Introduction
The Atomic Game Engine can also be installed on Linux. For JavaScript and TypeScript, the built-in Monaco editor can be used, and bundled with MonoDevelop, C# can be utilized as well.
If you want to skip installing MonoDevelop and build the engine without C# support, you can skip this first step.
1) Installing MonoDevelop
Before you can start building the engine itself, you will need to install MonoDevelop. Start by adding the Mono Project GPG signing key and the package repository to your system:
# sudo apt-key adv --keyserver hkp://keyserver.ubuntu.com:80 --recv-keys 3FA7E0328081BFF6A14DA29AA6A19B38D3D831EF
# echo "deb http://download.mono-project.com/repo/debian wheezy main" | sudo tee /etc/apt/sources.list.d/mono-xamarin.list
# sudo apt-get update
If you're using Ubuntu 13.10/Debian 8.0 or later, you will also need to add the mod_mono and libgdiplus repository to your system:
# echo "deb http://download.mono-project.com/repo/debian wheezy-apache24-compat main" | sudo tee -a /etc/apt/sources.list.d/mono-xamarin.list
# echo "deb http://download.mono-project.com/repo/debian wheezy-libjpeg62-compat main" | sudo tee -a /etc/apt/sources.list.d/mono-xamarin.list
For older Ubuntu releases (12.04 or 12.10), to enable installation, you'll have to add the following repository:
# echo "deb http://download.mono-project.com/repo/debian wheezy-libtiff-compat main" | sudo tee -a /etc/apt/sources.list.d/mono-xamarin.list
Now, run sudo apt-get update
.
After this, you can install all the packages you need:
# sudo apt-get install referenceassemblies-pcl mono-devel mono-complete monodevelop
2) Installing the Atomic Game Engine
Now it's time to start building the engine itself.

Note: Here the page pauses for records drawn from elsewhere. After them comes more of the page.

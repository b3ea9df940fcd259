// SPDX-License-Identifier: MPL-2.0
//! Centralized default values for all configuration constants.
//!
//! # Categories
//!
//! - **Colorization**: grayscale detection, network input size, saturation
//! - **Upscaling**: executable name and scale
//! - **Server**: bind address, subprocess timeout, upload limits
//! - **Files**: working directories and naming

// ==========================================================================
// Colorization Defaults
// ==========================================================================

/// Channel-difference score below which an image counts as grayscale.
///
/// Hand-tuned heuristic; override with `[colorize] grayscale_threshold`.
pub const DEFAULT_GRAYSCALE_THRESHOLD: f32 = 10.0;

/// Side length of the square image fed to the colorization network.
pub const COLORIZER_INPUT_SIZE: u32 = 256;

/// Default saturation multiplier applied after colorization.
pub const DEFAULT_SATURATION_BOOST: f32 = 1.3;

/// Smallest accepted saturation multiplier (no boost).
pub const MIN_SATURATION_BOOST: f32 = 1.0;

/// Largest accepted saturation multiplier.
pub const MAX_SATURATION_BOOST: f32 = 2.0;

/// Downloaded model files smaller than this are treated as failed downloads.
pub const MIN_MODEL_SIZE_BYTES: u64 = 1_000_000;

// ==========================================================================
// Upscaling Defaults
// ==========================================================================

/// Name of the Real-ESRGAN NCNN Vulkan executable.
#[cfg(windows)]
pub const REALESRGAN_EXECUTABLE: &str = "realesrgan-ncnn-vulkan.exe";

/// Name of the Real-ESRGAN NCNN Vulkan executable.
#[cfg(not(windows))]
pub const REALESRGAN_EXECUTABLE: &str = "realesrgan-ncnn-vulkan";

// ==========================================================================
// Server Defaults
// ==========================================================================

/// Default bind address.
pub const DEFAULT_HOST: &str = "0.0.0.0";

/// Default listening port.
pub const DEFAULT_PORT: u16 = 5000;

/// Default time budget for one enhancement subprocess (in seconds).
pub const DEFAULT_TIMEOUT_SECS: u64 = 300;

/// Maximum enhancement subprocess time budget (in seconds).
pub const MAX_TIMEOUT_SECS: u64 = 3600;

/// Default upload size limit in megabytes.
pub const DEFAULT_MAX_UPLOAD_MB: usize = 50;

/// Name of the enhancement binary the server spawns.
#[cfg(windows)]
pub const ENHANCER_BINARY: &str = "image_hd.exe";

/// Name of the enhancement binary the server spawns.
#[cfg(not(windows))]
pub const ENHANCER_BINARY: &str = "image_hd";

// ==========================================================================
// File Defaults
// ==========================================================================

/// Directory uploads are written to.
pub const DEFAULT_INPUT_DIR: &str = "input";

/// Directory results are written to and served from.
pub const DEFAULT_OUTPUT_DIR: &str = "output";

/// Upload extensions accepted by the HTTP façade (lowercase).
pub const ALLOWED_EXTENSIONS: [&str; 4] = ["png", "jpg", "jpeg", "webp"];

/// Prefix added to the file name offered for download.
pub const DOWNLOAD_NAME_PREFIX: &str = "hd_";

/// Length of the random identifier appended to stored file names.
pub const JOB_ID_LEN: usize = 8;

// ==========================================================================
// Compile-time Validation
// ==========================================================================

const _: () = {
    assert!(DEFAULT_GRAYSCALE_THRESHOLD > 0.0);
    assert!(COLORIZER_INPUT_SIZE > 0);

    assert!(MIN_SATURATION_BOOST >= 1.0);
    assert!(MAX_SATURATION_BOOST > MIN_SATURATION_BOOST);
    assert!(DEFAULT_SATURATION_BOOST >= MIN_SATURATION_BOOST);
    assert!(DEFAULT_SATURATION_BOOST <= MAX_SATURATION_BOOST);

    assert!(DEFAULT_TIMEOUT_SECS > 0);
    assert!(DEFAULT_TIMEOUT_SECS <= MAX_TIMEOUT_SECS);
    assert!(DEFAULT_MAX_UPLOAD_MB > 0);

    // uuid v4 renders as 32 hex digits plus hyphens
    assert!(JOB_ID_LEN > 0 && JOB_ID_LEN <= 32);
};

#[cfg(test)]
mod tests {
    use super::*;

    #[test]
    fn grayscale_threshold_default() {
        assert!((DEFAULT_GRAYSCALE_THRESHOLD - 10.0).abs() < f32::EPSILON);
    }

    #[test]
    fn saturation_defaults_are_valid() {
        assert!(DEFAULT_SATURATION_BOOST >= MIN_SATURATION_BOOST);
        assert!(DEFAULT_SATURATION_BOOST <= MAX_SATURATION_BOOST);
    }

    #[test]
    fn timeout_default_is_five_minutes() {
        assert_eq!(DEFAULT_TIMEOUT_SECS, 300);
    }

    #[test]
    fn allowed_extensions_are_lowercase() {
        for ext in ALLOWED_EXTENSIONS {
            assert_eq!(ext, ext.to_ascii_lowercase());
        }
    }
}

The process lies within cloning the repository via git, running the build command, and voila - there you have it. So let's get to it:
Start by cloning the AtomicGameEngine repository recursively via git:
# git clone --recursive https://github.com/AtomicGameEngine/AtomicGameEngine /home/YOUR_USER/SPECIFY_LOCATION
If you do not specify a location, it will automatically get pulled down to /home/AtomicGameEngine. When it has finished cloning the repository, change directory to where it has been cloned to - e.g.:
cd /home/YOUR_USER/Documents/AtomicGameEngine
Now, we can run the build script which is called "Build_AtomicEditor.sh":
sh Build_AtomicEditor.sh
You can add flags to this command according to your needs:
Flag | Description |
---|---|
--noclean |
Do not clean before building, useful during development |
--nonet |
Build without AtomicNET C# scripting support |
--with-docs |
Build and install API documents into the editor |
--with-examples |
Install examples into the editor |
The
--nonet
flag will automatically be applied, if MonoDevelop isn't installed by this point
For example, if you want to build the engine with examples (which is recommended for newbeginners!), use:
sh Build_AtomicEditor.sh --with-examples
When it has finished building, navigate to the installation directory - the Atomic Editor is inside /Artifacts/AtomicEditor.